Can a house be bigger on the inside than on the outside? Discover The House of Leaves, the novel that inspired the horror of the movie Backrooms, among other productions. A disturbing journey into impossible spaces, obsessions, and the abyss of our own souls.
One thing I'm sure of: it doesn't happen right away. They'll finish reading and forget, until a moment comes, maybe in a month, maybe a year, maybe even several years. They'll be sick or troubled or deeply in love or filled with silent uncertainty or even satisfied for the first time in their lives. It won't matter. Without warning, without being able to pinpoint the cause, they'll suddenly realize that things aren't as they perceived them.
Mark Z. Danielewski, The House of Leaves.

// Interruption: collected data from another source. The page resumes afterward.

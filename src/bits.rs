//! Bit arithmetic on 64-bit fragments of a 128-bit key.
//!
//! A 128-bit key is carried as a `(high, low)` pair of `u64` words, `high` holding bits `0..64`
//! (most significant first) and `low` holding bits `64..128`. A *run* is a fragment of such a key,
//! left-justified in a `u64`, of which only the leading `len` bits are meaningful.

use num_traits::{PrimInt, Zero};

/// Number of bits in one run word.
pub const RUN_BITS: u8 = 64;

/// Number of bits in a full key.
pub const KEY_BITS: u8 = 128;

/// Create a mask that keeps the leading `len` bits of `R`.
pub(crate) fn mask_from_prefix_len<R>(len: u8) -> R
where
    R: PrimInt + Zero,
{
    if len as u32 == R::zero().count_zeros() {
        !R::zero()
    } else if len == 0 {
        R::zero()
    } else {
        !((!R::zero()) >> len as usize)
    }
}

/// The most significant bit of `word`.
#[inline(always)]
pub fn leading_bit(word: u64) -> u8 {
    (word >> 63) as u8
}

/// Return bits `[index, index + 64)` of the key `high ⧺ low`, left-justified. Bits past the end
/// of the key are filled with zeros.
///
/// ```
/// # use pop_trie::bits::window_at;
/// assert_eq!(window_at(0xFFFF0000FFFF0000, 0x0000000FFFFFFFFF, 32), 0xFFFF00000000000F);
/// assert_eq!(window_at(0x00000000000000FF, 0xF000000000000000, 56), 0xFFF0000000000000);
/// assert_eq!(window_at(0, 0x00000000000000AB, 120), 0xAB00000000000000);
/// ```
///
/// # Panics
/// if `index > 127`.
#[inline]
pub fn window_at(high: u64, low: u64, index: u8) -> u64 {
    assert!(index < KEY_BITS, "window index {index} is outside of a 128-bit key");
    let key = ((high as u128) << 64) | low as u128;
    ((key << index) >> 64) as u64
}

/// Number of leading bits in which `a` and `b` agree (`64` if they are equal).
#[inline(always)]
pub fn common_prefix_len(a: u64, b: u64) -> u8 {
    (a ^ b).leading_zeros() as u8
}

/// Append the leading `second_len` bits of `second` to the leading `first_len` bits of `first`.
/// Returns the merged run and its length.
///
/// ```
/// # use pop_trie::bits::combine_runs;
/// let (run, len) = combine_runs(0xA000000000000000, 4, 0xC000000000000000, 2);
/// assert_eq!((run, len), (0xAC00000000000000, 6));
/// ```
///
/// # Panics
/// if the merged run is longer than 64 bits.
#[inline]
pub fn combine_runs(first: u64, first_len: u8, second: u64, second_len: u8) -> (u64, u8) {
    let len = first_len as u32 + second_len as u32;
    assert!(len <= RUN_BITS as u32, "merged run of {len} bits does not fit into one word");
    let first = first & mask_from_prefix_len::<u64>(first_len);
    let second = (second & mask_from_prefix_len::<u64>(second_len))
        .checked_shr(first_len as u32)
        .unwrap_or(0);
    (first | second, len as u8)
}

/// Cut `run` after `split_index` bits. The first word holds the leading `split_index` bits, the
/// second word holds the remaining bits, shifted back to bit 0.
///
/// ```
/// # use pop_trie::bits::split_run;
/// assert_eq!(split_run(0xABCD000000000000, 8), (0xAB00000000000000, 0xCD00000000000000));
/// ```
///
/// # Panics
/// if `split_index > 64`.
#[inline]
pub fn split_run(run: u64, split_index: u8) -> (u64, u64) {
    assert!(split_index <= RUN_BITS, "cannot split a run at bit {split_index}");
    let high = run & mask_from_prefix_len::<u64>(split_index);
    let low = run.checked_shl(split_index as u32).unwrap_or(0);
    (high, low)
}

/// Extract the `len` key bits starting at `index` as a left-justified run, with all bits after
/// `len` cleared. A run that straddles the `high`/`low` boundary is stitched from both halves.
///
/// # Panics
/// if `len > 64` or the run reaches past bit 127.
pub(crate) fn run_at(high: u64, low: u64, index: u8, len: u8) -> u64 {
    assert!(len <= RUN_BITS);
    assert!(index as u32 + len as u32 <= KEY_BITS as u32);
    if len == 0 {
        0
    } else if index < RUN_BITS && index + len > RUN_BITS {
        let head_len = RUN_BITS - index;
        combine_runs(high << index, head_len, low, len - head_len).0
    } else {
        window_at(high, low, index) & mask_from_prefix_len::<u64>(len)
    }
}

The House of Leaves, by Mark Z. Danielewski, is a book and yet many things at once: a horror novel, a love story, a family saga, a satire on academic criticism, and an essay on literature, physics, philosophy, and the nature of fear, among other topics.

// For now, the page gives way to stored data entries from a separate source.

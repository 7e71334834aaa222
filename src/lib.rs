//! This crate maps IPv6 addresses and subnets to the point of presence (PoP) they are assigned to.
//! A routing table of IPv6 prefixes, each assigned to a PoP identifier, is stored in a
//! path-compressed binary trie. Any lookup performs longest-prefix match and reports both the PoP
//! and the length of the matching prefix (the *scope*).
//!
//! ```
//! # use pop_trie::*;
//! let mut trie = PopTrie::new();
//! trie.insert(0x2001_0db8_0000_0000, 0, 32, 1);
//! trie.insert(0x2001_0db8_abcd_0000, 0, 48, 2);
//! assert_eq!(trie.route(0x2001_0db8_abcd_0012, 0, 64), (2, 48));
//! assert_eq!(trie.route(0x2001_0db8_ffff_0000, 0, 64), (1, 32));
//! assert_eq!(trie.route(0x2a00_0000_0000_0000, 0, 64), (0, 0));
//! ```
//!
//! # Description of the Tree
//!
//! Keys are 128 bits wide and are handled as two `u64` words, `high` and `low`. Each node stores a
//! *run* of up to 64 key bits, left-justified in a `u64`, an optional PoP (set if a configured
//! prefix ends exactly after this run), and two optional children. To descend from a node, we look
//! at the first key bit after its run: if it is not set, we take the left branch, otherwise the
//! right one. The selected child's run starts with that same bit. The root holds an empty run;
//! it only stores the PoP of `::/0`.
//!
//! A run cannot hold more than 64 bits. Prefixes that diverge from everything else for more than
//! 64 bits are stored as a chain of nodes with single children. When a new prefix diverges in the
//! middle of an existing run, that run is split in two, and the tail (together with the PoP and
//! the children of the original node) moves into a new node.
//!
//! The functions in [`bits`] implement the arithmetic on runs.
//!
//! # Operations on the tree
//!
//! | Operation                                 | Complexity      |
//! |-------------------------------------------|-----------------|
//! | `insert`, `insert_prefix`                 | `O(prefix len)` |
//! | `route`, `get_lpm`, `route_addr`          | `O(prefix len)` |
//! | `get`, `get_prefix`                       | `O(prefix len)` |
//! | `len`, `is_empty`, `node_count`           | `O(1)`          |
//!
//! Prefixes cannot be removed. The trie is meant to be built once from a complete routing table
//! (see [`loader`]) and queried afterwards. A built trie can be shared between threads for
//! reading; to change the table, build a new trie and swap it in.
//!
//! # Logging
//!
//! The crate logs through the [`log`] facade. Insertion emits `trace` records for new nodes and
//! splits, the loader reports skipped records with `warn`. Lookups never log.

#![deny(missing_docs)]

pub mod bits;
mod fmt;
#[cfg(test)]
#[cfg(feature = "ipnet")]
mod fuzzing;
#[cfg(feature = "ipnet")]
pub mod loader;
mod prefix;
mod trie;

pub use prefix::RoutePrefix;
pub use trie::{PopId, PopTrie, Route, INVALID_POP};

Danielewski published The House of Leaves in 2000, after a decade spent writing it. Since then, it has become a cult book. Even before it hit the shelves, it was being read outside the traditional circuit: fragments of the novel had been uploaded to the internet, and it was said that printed copies circulated hand to hand in nightclubs and tattoo parlors, not unlike the ones frequented by Johnny Truant, one of its narrators. Twenty-five years later, the novel continues to move in the same way: from reader to reader.
I first heard about the book early last year. It had been recommended to me, but it was hard to find. It's long, printed in color, and much of its pages have footnotes, diagrams, and pages intervened in strange formats that make it very uncomfortable to read digitally. With little expectation, I mentioned on social media that I wanted to read it. Almost instantly, a copy materialized. An acquaintance who had read it felt it was his responsibility to get it to me, and less than a week later, I was receiving it at my door, as if I had summoned it.

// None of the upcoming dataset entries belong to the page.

//! Building a [`PopTrie`] from a routing table in text form.
//!
//! The table holds one record per line: an IPv6 prefix in CIDR notation and the PoP identifier it
//! is assigned to, separated by whitespace. Blank lines and lines starting with `#` are ignored.
//!
//! ```text
//! # prefix            pop
//! 2001:db8::/32       1
//! 2001:db8:abcd::/48  2
//! ```

use std::fmt;
use std::fs::File;
use std::io::{self, BufRead, BufReader};
use std::num::ParseIntError;
use std::path::Path;
use std::str::Utf8Error;

use ipnet::{IpNet, Ipv4Net, Ipv6Net};
use log::{debug, info, warn};

use crate::trie::{PopId, PopTrie, INVALID_POP};

/// How the loader treats malformed records.
#[derive(Debug, Clone, Copy, Default, PartialEq, Eq)]
pub struct LoadOptions {
    /// Abort on the first malformed record instead of logging and skipping it.
    pub strict: bool,
}

/// Summary of a completed load.
#[derive(Debug, Clone, Copy, Default, PartialEq, Eq)]
pub struct LoadStats {
    /// Records inserted into the trie (including reassignments of an existing prefix).
    pub inserted: usize,
    /// Malformed records that were skipped.
    pub skipped: usize,
}

/// Errors raised while reading a routing table. Record errors carry the 1-based line number.
#[derive(Debug)]
pub enum LoadError {
    /// Reading the source failed.
    Io(io::Error),
    /// A record is not valid UTF-8.
    Utf8 {
        /// Line of the record.
        line: usize,
        /// Decoding failure.
        source: Utf8Error,
    },
    /// A record does not consist of exactly a prefix and a PoP.
    Fields {
        /// Line of the record.
        line: usize,
        /// Number of whitespace-separated fields found.
        found: usize,
    },
    /// The prefix is not valid CIDR notation.
    Prefix {
        /// Line of the record.
        line: usize,
        /// Parse failure.
        source: ipnet::AddrParseError,
    },
    /// The PoP is not an unsigned 16-bit number.
    Pop {
        /// Line of the record.
        line: usize,
        /// Parse failure.
        source: ParseIntError,
    },
    /// The prefix is an IPv4 prefix.
    Ipv4 {
        /// Line of the record.
        line: usize,
        /// The offending prefix.
        prefix: Ipv4Net,
    },
    /// The PoP equals the reserved [`INVALID_POP`].
    ReservedPop {
        /// Line of the record.
        line: usize,
    },
}

impl fmt::Display for LoadError {
    fn fmt(&self, f: &mut fmt::Formatter<'_>) -> fmt::Result {
        match self {
            LoadError::Io(e) => write!(f, "cannot read routing table: {e}"),
            LoadError::Utf8 { line, source } => write!(f, "line {line}: {source}"),
            LoadError::Fields { line, found } => {
                write!(f, "line {line}: expected `<prefix> <pop>`, found {found} fields")
            }
            LoadError::Prefix { line, source } => {
                write!(f, "line {line}: invalid prefix: {source}")
            }
            LoadError::Pop { line, source } => write!(f, "line {line}: invalid pop: {source}"),
            LoadError::Ipv4 { line, prefix } => {
                write!(f, "line {line}: {prefix} is not an IPv6 prefix")
            }
            LoadError::ReservedPop { line } => {
                write!(f, "line {line}: pop {INVALID_POP} is reserved")
            }
        }
    }
}

impl std::error::Error for LoadError {
    fn source(&self) -> Option<&(dyn std::error::Error + 'static)> {
        match self {
            LoadError::Io(e) => Some(e),
            LoadError::Utf8 { source, .. } => Some(source),
            LoadError::Prefix { source, .. } => Some(source),
            LoadError::Pop { source, .. } => Some(source),
            _ => None,
        }
    }
}

impl From<io::Error> for LoadError {
    fn from(e: io::Error) -> Self {
        LoadError::Io(e)
    }
}

/// Parse a single line of a routing table. Returns `Ok(None)` for blank and comment lines.
///
/// ```
/// # use pop_trie::loader::parse_record;
/// let (prefix, pop) = parse_record(1, "2001:db8::/32 7").unwrap().unwrap();
/// assert_eq!(prefix.to_string(), "2001:db8::/32");
/// assert_eq!(pop, 7);
/// assert!(parse_record(2, "   ").unwrap().is_none());
/// assert!(parse_record(3, "10.0.0.0/8 7").is_err());
/// ```
pub fn parse_record(line: usize, text: &str) -> Result<Option<(Ipv6Net, PopId)>, LoadError> {
    let text = text.trim();
    if text.is_empty() || text.starts_with('#') {
        return Ok(None);
    }
    let fields: Vec<&str> = text.split_whitespace().collect();
    let [prefix, pop] = fields.as_slice() else {
        return Err(LoadError::Fields {
            line,
            found: fields.len(),
        });
    };
    let pop: PopId = pop
        .parse()
        .map_err(|source| LoadError::Pop { line, source })?;
    if pop == INVALID_POP {
        return Err(LoadError::ReservedPop { line });
    }
    match prefix.parse::<IpNet>() {
        Ok(IpNet::V6(prefix)) => Ok(Some((prefix, pop))),
        Ok(IpNet::V4(prefix)) => Err(LoadError::Ipv4 { line, prefix }),
        Err(source) => Err(LoadError::Prefix { line, source }),
    }
}

/// Decode one raw line and parse it with [`parse_record`].
fn parse_line(line: usize, bytes: &[u8]) -> Result<Option<(Ipv6Net, PopId)>, LoadError> {
    let text = std::str::from_utf8(bytes).map_err(|source| LoadError::Utf8 { line, source })?;
    parse_record(line, text)
}

/// Build a trie from a routing table. Lines are split on `\n`; records that are not valid UTF-8
/// are treated like any other malformed record.
pub fn load<R: BufRead>(
    reader: R,
    options: LoadOptions,
) -> Result<(PopTrie, LoadStats), LoadError> {
    let mut trie = PopTrie::new();
    let mut stats = LoadStats::default();
    for (i, bytes) in reader.split(b'\n').enumerate() {
        let bytes = bytes?;
        match parse_line(i + 1, &bytes) {
            Ok(Some((prefix, pop))) => {
                if let Some(old) = trie.insert_prefix(&prefix, pop) {
                    debug!("line {}: {prefix} reassigned from pop {old} to {pop}", i + 1);
                }
                stats.inserted += 1;
            }
            Ok(None) => {}
            Err(e) if !options.strict => {
                warn!("skipping record: {e}");
                stats.skipped += 1;
            }
            Err(e) => return Err(e),
        }
    }
    info!(
        "loaded {} prefixes into {} nodes ({} records skipped)",
        trie.len(),
        trie.node_count(),
        stats.skipped
    );
    Ok((trie, stats))
}

/// Build a trie from the routing table stored at `path`.
pub fn load_path<P: AsRef<Path>>(
    path: P,
    options: LoadOptions,
) -> Result<(PopTrie, LoadStats), LoadError> {
    let path = path.as_ref();
    debug!("reading routing table from {}", path.display());
    load(BufReader::new(File::open(path)?), options)
}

It's long, printed in color, and much of its pages have footnotes, diagrams, and pages intervened in strange formats that make it very uncomfortable to read digitally.
I spent the next month completely immersed in the novel. Due to its size, it was hard to take it out of the house, so I read it every night before sleeping. Every time I closed the book, I lay awake thinking about what I had read. Before I reached the halfway point, I realized I didn't want to return it: I wanted it to stay at home, to be able to annotate it and fold the pages without guilt. I ended up ordering my own copy, and while I waited for it to arrive, I marked passages with post-its that I could peel off and transfer to the new book. So, when I finally returned the loan, I did so with the assurance that I already had an identical copy in my library.
This book circulates like this, by contagion. This note is my attempt (and responsibility) to keep it going.
Old copy, new copy.
Notes for a labyrinth
If the labyrinth is a house, who lives inside?
Mark Z. Danielewski, The House of Leaves.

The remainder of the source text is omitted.